Sunday, March 16, 2008

The wit and wisdom of Barack Obama - yes, really

In jumping on him, Andrew Ferguson shows why the nation needs Barack Obama.

Give that article a read, and then let me draw your attention to two specifics.

First, Mr. Ferguson asks what "we are the ones we've been waiting for" means. He decides it must mean that Obama's followers think of themselves as being smarter than anyone else, ever.

While Ferguson endagers asthmatics with his thorough thrashing of a strawman, let's consider what it could mean.

We are the ones we've been waiting for... if we are the very people we've been waiting for, then... then what *are* we waiting for? Let's accomplish things!

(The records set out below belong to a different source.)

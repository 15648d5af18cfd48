//! Assistant seam - produces streamed replies about a client's policies
//!
//! The backend hands an [`AssistantRequest`] (client, policies, history and
//! the new prompt) to an [`Assistant`] and forwards the resulting chunk
//! stream to the chat screen.
//!
//! # Implementations
//!
//! - [`OpenAiAssistant`]: OpenAI-compatible `/chat/completions` over SSE
//! - [`ScriptedAssistant`]: offline replies built from the policy list
//!   (demo mode, tests, or when no API key is configured)

mod openai;
mod scripted;
pub mod sse;

pub use openai::OpenAiAssistant;
pub use scripted::ScriptedAssistant;

use crate::config::{AssistantConfig, AssistantProvider};
use crate::model::{Client, Message, MessageKind, Policy};
use async_trait::async_trait;
use futures::stream::BoxStream;
use serde::Serialize;
use std::sync::Arc;

/// One piece of a streamed reply
#[derive(Debug, Clone, PartialEq, Eq)]
pub enum AssistantChunk {
    /// Incremental reply text
    Delta(String),
    /// Token usage reported for the whole reply
    Usage(u32),
}

/// Stream of reply chunks; ends when the reply is complete
pub type ChunkStream = BoxStream<'static, anyhow::Result<AssistantChunk>>;

/// Everything the assistant needs to answer one prompt
#[derive(Debug, Clone)]
pub struct AssistantRequest {
    pub client: Client,
    pub policies: Vec<Policy>,
    /// Earlier messages of the conversation, chronological, prompt excluded
    pub history: Vec<Message>,
    pub prompt: String,
}

#[async_trait]
pub trait Assistant: Send + Sync {
    /// Short name for logs and the status bar
    fn name(&self) -> &'static str;

    /// Start a reply. Errors before the first chunk are returned here,
    /// errors mid-stream arrive as `Err` items.
    async fn reply(&self, request: AssistantRequest) -> anyhow::Result<ChunkStream>;
}

/// Build the configured assistant
///
/// Falls back to the scripted assistant when the OpenAI provider has no key.
pub fn create_assistant(config: &AssistantConfig) -> Arc<dyn Assistant> {
    match config.provider {
        AssistantProvider::OpenAi => match config.api_key.as_deref() {
            Some(key) if !key.is_empty() => match OpenAiAssistant::new(config, key) {
                Ok(assistant) => Arc::new(assistant),
                Err(e) => {
                    tracing::error!("Failed to build HTTP assistant, using scripted: {:#}", e);
                    Arc::new(ScriptedAssistant::new(config.scripted_delay()))
                }
            },
            _ => {
                tracing::warn!("No assistant API key configured, using scripted assistant");
                Arc::new(ScriptedAssistant::new(config.scripted_delay()))
            }
        },
        AssistantProvider::Scripted => Arc::new(ScriptedAssistant::new(config.scripted_delay())),
    }
}

/// Rough token estimate (chars / 4), used when the provider reports none
pub fn estimate_tokens(text: &str) -> u32 {
    (text.chars().count() as u32).div_ceil(4)
}

/// Chat-completions role/content pair
#[derive(Debug, Clone, Serialize, PartialEq, Eq)]
pub struct PromptMessage {
    pub role: &'static str,
    pub content: String,
}

/// System prompt grounding the assistant in the client's policies
pub fn system_prompt(client: &Client, policies: &[Policy]) -> String {
    let mut prompt = format!(
        "Você é o assistente da corretora Luma. Responda em português, de forma \
         objetiva, apenas com base nas apólices abaixo do cliente {} ({}). \
         Se a informação não estiver nas apólices, diga que não a encontrou.\n\n",
        client.name, client.email
    );

    if policies.is_empty() {
        prompt.push_str("O cliente não possui apólices cadastradas.\n");
        return prompt;
    }

    prompt.push_str("Apólices:\n");
    for p in policies {
        prompt.push_str(&format!(
            "- {} nº {} ({}, {}): {}. Prêmio {}",
            p.category,
            p.number,
            p.insurer,
            p.status.label(),
            p.coverage,
            p.premium_display()
        ));
        if let Some(end) = p.ends_on {
            prompt.push_str(&format!(", vigência até {}", end.format("%d/%m/%Y")));
        }
        prompt.push_str(".\n");
    }
    prompt
}

/// Assemble the message list sent to a chat-completions endpoint
///
/// Keeps only the newest `max_history` history entries so long threads do
/// not grow the request without bound.
pub fn build_messages(request: &AssistantRequest, max_history: usize) -> Vec<PromptMessage> {
    let mut messages = Vec::with_capacity(request.history.len().min(max_history) + 2);
    messages.push(PromptMessage {
        role: "system",
        content: system_prompt(&request.client, &request.policies),
    });

    let skip = request.history.len().saturating_sub(max_history);
    for msg in request.history.iter().skip(skip) {
        let role = match msg.kind {
            MessageKind::User => "user",
            MessageKind::Ai => "assistant",
        };
        messages.push(PromptMessage {
            role,
            content: msg.content.clone(),
        });
    }

    messages.push(PromptMessage {
        role: "user",
        content: request.prompt.clone(),
    });
    messages
}

#[cfg(test)]
pub(crate) mod test_support {
    use super::*;
    use crate::model::{PolicyStatus, Role};
    use chrono::NaiveDate;

    pub fn client() -> Client {
        Client {
            id: "u-ana".into(),
            name: "Ana Souza".into(),
            email: "ana@example.com".into(),
            role: Role::User,
            office_id: Some("o-1".into()),
            advisor_id: Some("adv-1".into()),
        }
    }

    pub fn policies() -> Vec<Policy> {
        vec![
            Policy {
                id: "p1".into(),
                client_id: "u-ana".into(),
                insurer: "Porto Seguro".into(),
                number: "AUTO-123".into(),
                category: "Auto".into(),
                status: PolicyStatus::Active,
                coverage: "Colisão, roubo e furto, terceiros até R$ 100 mil".into(),
                premium_cents: 245_000,
                ends_on: NaiveDate::from_ymd_opt(2027, 3, 1),
            },
            Policy {
                id: "p2".into(),
                client_id: "u-ana".into(),
                insurer: "SulAmérica".into(),
                number: "VIDA-9".into(),
                category: "Vida".into(),
                status: PolicyStatus::Expired,
                coverage: "Morte natural e acidental".into(),
                premium_cents: 80_000,
                ends_on: None,
            },
        ]
    }

    pub fn request(prompt: &str) -> AssistantRequest {
        AssistantRequest {
            client: client(),
            policies: policies(),
            history: Vec::new(),
            prompt: prompt.to_string(),
        }
    }
}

It's a simple message. We're here; we can have change if we demand it. We have the power, and we don't need to (and, in fact, must not) wait for someone to come and cause these changes.

So why not "let's act"? Why the stilted sentence?

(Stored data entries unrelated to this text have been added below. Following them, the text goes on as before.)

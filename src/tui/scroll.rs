// Scroll state for the message thread
//
// The thread follows the newest message while `auto_follow` is on. Scrolling
// up hands control to the operator; getting back to the bottom resumes
// following.

/// Scroll position over a list of rendered lines
#[derive(Debug, Clone)]
pub struct ScrollState {
    /// Line at the top of the viewport
    offset: usize,

    /// Total rendered lines
    total: usize,

    /// Lines visible in the viewport
    viewport: usize,

    /// Keep the view pinned to the bottom as content grows
    pub auto_follow: bool,
}

impl ScrollState {
    pub fn new() -> Self {
        Self {
            offset: 0,
            total: 0,
            viewport: 0,
            auto_follow: true,
        }
    }

    /// Update content and viewport dimensions
    /// Call this each render frame with current sizes
    pub fn update_dimensions(&mut self, total: usize, viewport: usize) {
        self.total = total;
        self.viewport = viewport;

        if self.auto_follow {
            self.offset = self.max_offset();
        } else {
            self.offset = self.offset.min(self.max_offset());
        }
    }

    /// Scroll up one line; the operator takes control
    pub fn scroll_up(&mut self) {
        if self.offset > 0 {
            self.offset -= 1;
            self.auto_follow = false;
        }
    }

    /// Scroll down one line, resuming follow at the bottom
    pub fn scroll_down(&mut self) {
        if self.offset < self.max_offset() {
            self.offset += 1;
        }
        if self.offset >= self.max_offset() {
            self.auto_follow = true;
        }
    }

    pub fn page_up(&mut self) {
        let page = self.viewport.max(1);
        if self.offset > 0 {
            self.offset = self.offset.saturating_sub(page);
            self.auto_follow = false;
        }
    }

    pub fn page_down(&mut self) {
        let page = self.viewport.max(1);
        self.offset = (self.offset + page).min(self.max_offset());
        if self.offset >= self.max_offset() {
            self.auto_follow = true;
        }
    }

    pub fn scroll_to_top(&mut self) {
        self.offset = 0;
        self.auto_follow = false;
    }

    /// Jump to bottom (and enable auto-follow)
    pub fn scroll_to_bottom(&mut self) {
        self.offset = self.max_offset();
        self.auto_follow = true;
    }

    pub fn offset(&self) -> usize {
        self.offset
    }

    /// Content overflows the viewport
    pub fn needs_scrollbar(&self) -> bool {
        self.total > self.viewport
    }

    fn max_offset(&self) -> usize {
        self.total.saturating_sub(self.viewport)
    }
}

impl Default for ScrollState {
    fn default() -> Self {
        Self::new()
    }
}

Because people have been waiting. They've seen that something is wrong, and they haven't quite been sure how to fix it. Even Mr. Ferguson should recognize this... but perhaps he doesn't.

He later abuses Senator Obama for listing problems, but refusing to list specific people who caused them. This, then, is trickery (either of himself - Ferguson acknowledges that Obama seems sincere - or others).

But is it?

In Ferguson's world, people fight to grab power and that's to be expected, and people fight to keep power, or grab more. And that's put us where we are today, where politics has become a bit of a blood sport and where people are routinely demonized for different opinions, because that's the most efficient way to make a power grab. That's the way the world works, and thus, if Obama thinks that we need health care reform, it must mean that he should be demonizing someone for creating the health care mess we have today.

But in the real world, is it ever that simple? And even if it was, even if there were people who clearly deserved to be blamed for the health care mess we have, which would be more important, blaming them, or fixing the problem?

Which would be better, a trial in which we got to (metaphorically speaking) throw over-ripe tomatoes and rotten eggs at the people who helped ruin our health care system, or a health care plan that starts to make sure that everyone can receive medical care without having to be terrified of the costs? I'd pick the latter, and I wouldn't care if, in the end, the people who helped ruin our health care system ended up grabbing some of the credit for fixing things.

You don't need to demonize a set of bad guys to fix a problem. You can just fix it, and let the bad guys go, in most (non-criminal) cases.

Fascinating idea, isn't it? Putting the good of the country ahead of the ability to point to specific people and say "they are bad people!" Isn't it one crazy world where such an idea isn't implicitly understood by everyone?

That's why this country needs Barack Obama. And that's why I'm hoping he wins both the nomination and the general election.